### [Task instructions]
Each record is to be given again without alteration.

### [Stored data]
::::

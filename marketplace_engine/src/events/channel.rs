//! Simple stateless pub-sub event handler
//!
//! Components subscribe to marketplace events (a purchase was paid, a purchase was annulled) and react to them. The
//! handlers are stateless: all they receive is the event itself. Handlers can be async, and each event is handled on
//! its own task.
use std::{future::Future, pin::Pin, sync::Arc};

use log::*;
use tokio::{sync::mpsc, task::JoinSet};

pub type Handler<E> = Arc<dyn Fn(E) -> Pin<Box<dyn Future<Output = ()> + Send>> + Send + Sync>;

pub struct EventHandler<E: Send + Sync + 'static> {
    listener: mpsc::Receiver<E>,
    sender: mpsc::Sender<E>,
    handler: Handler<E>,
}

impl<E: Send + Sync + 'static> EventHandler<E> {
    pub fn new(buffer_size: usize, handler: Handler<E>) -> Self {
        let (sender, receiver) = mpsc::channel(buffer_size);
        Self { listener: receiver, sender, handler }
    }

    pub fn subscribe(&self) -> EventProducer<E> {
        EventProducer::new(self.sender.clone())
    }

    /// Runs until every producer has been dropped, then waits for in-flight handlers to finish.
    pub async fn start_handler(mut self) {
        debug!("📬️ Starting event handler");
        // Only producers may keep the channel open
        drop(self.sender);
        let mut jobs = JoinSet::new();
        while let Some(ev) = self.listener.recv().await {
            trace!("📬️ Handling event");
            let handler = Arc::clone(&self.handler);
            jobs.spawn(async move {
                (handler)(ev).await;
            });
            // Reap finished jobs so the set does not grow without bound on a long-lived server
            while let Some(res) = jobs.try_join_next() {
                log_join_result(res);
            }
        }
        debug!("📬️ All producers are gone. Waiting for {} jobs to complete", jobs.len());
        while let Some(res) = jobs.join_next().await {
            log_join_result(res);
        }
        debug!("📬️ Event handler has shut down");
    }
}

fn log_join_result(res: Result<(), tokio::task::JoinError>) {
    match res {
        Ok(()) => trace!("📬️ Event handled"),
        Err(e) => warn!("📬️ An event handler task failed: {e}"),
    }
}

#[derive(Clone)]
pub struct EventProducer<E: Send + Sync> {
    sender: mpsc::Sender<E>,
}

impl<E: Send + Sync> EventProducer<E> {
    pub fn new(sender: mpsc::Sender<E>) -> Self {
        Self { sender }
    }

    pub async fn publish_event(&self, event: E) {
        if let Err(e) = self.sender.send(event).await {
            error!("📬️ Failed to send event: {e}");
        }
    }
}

::::

### [Answer box]
filename marketplace_engine/src/events/channel.rs
//! Simple stateless pub-sub event handler
//!
//! Components subscribe to marketplace events (a purchase was paid, a purchase was annulled) and react to them. The
//! handlers are stateless: all they receive is the event itself. Handlers can be async, and each event is handled on
//! its own task.
use std::{future::Future, pin::Pin, sync::Arc};

use log::*;
use tokio::{sync::mpsc, task::JoinSet};

pub type Handler<E> = Arc<dyn Fn(E) -> Pin<Box<dyn Future<Output = ()> + Send>> + Send + Sync>;

pub struct EventHandler<E: Send + Sync + 'static> {
    listener: mpsc::Receiver<E>,
    sender: mpsc::Sender<E>,
    handler: Handler<E>,
}

impl<E: Send + Sync + 'static> EventHandler<E> {
    pub fn new(buffer_size: usize, handler: Handler<E>) -> Self {
        let (sender, receiver) = mpsc::channel(buffer_size);
        Self { listener: receiver, sender, handler }
    }

    pub fn subscribe(&self) -> EventProducer<E> {
        EventProducer::new(self.sender.clone())
    }

    /// Runs until every producer has been dropped, then waits for in-flight handlers to finish.
    pub async fn start_handler(mut self) {
        debug!("📬️ Starting event handler");
        // Only producers may keep the channel open
        drop(self.sender);
        let mut jobs = JoinSet::new();
        while let Some(ev) = self.listener.recv().await {
            trace!("📬️ Handling event");
            let handler = Arc::clone(&self.handler);
            jobs.spawn(async move {
                (handler)(ev).await;
            });
            // Reap finished jobs so the set does not grow without bound on a long-lived server
            while let Some(res) = jobs.try_join_next() {
                log_join_result(res);
            }
        }
        debug!("📬️ All producers are gone. Waiting for {} jobs to complete", jobs.len());
        while let Some(res) = jobs.join_next().await {
            log_join_result(res);
        }
        debug!("📬️ Event handler has shut down");
    }
}

fn log_join_result(res: Result<(), tokio::task::JoinError>) {
    match res {
        Ok(()) => trace!("📬️ Event handled"),
        Err(e) => warn!("📬️ An event handler task failed: {e}"),
    }
}

#[derive(Clone)]
pub struct EventProducer<E: Send + Sync> {
    sender: mpsc::Sender<E>,
}

impl<E: Send + Sync> EventProducer<E> {
    pub fn new(sender: mpsc::Sender<E>) -> Self {
        Self { sender }
    }

    pub async fn publish_event(&self, event: E) {
        if let Err(e) = self.sender.send(event).await {
            error!("📬️ Failed to send event: {e}");
        }
    }
}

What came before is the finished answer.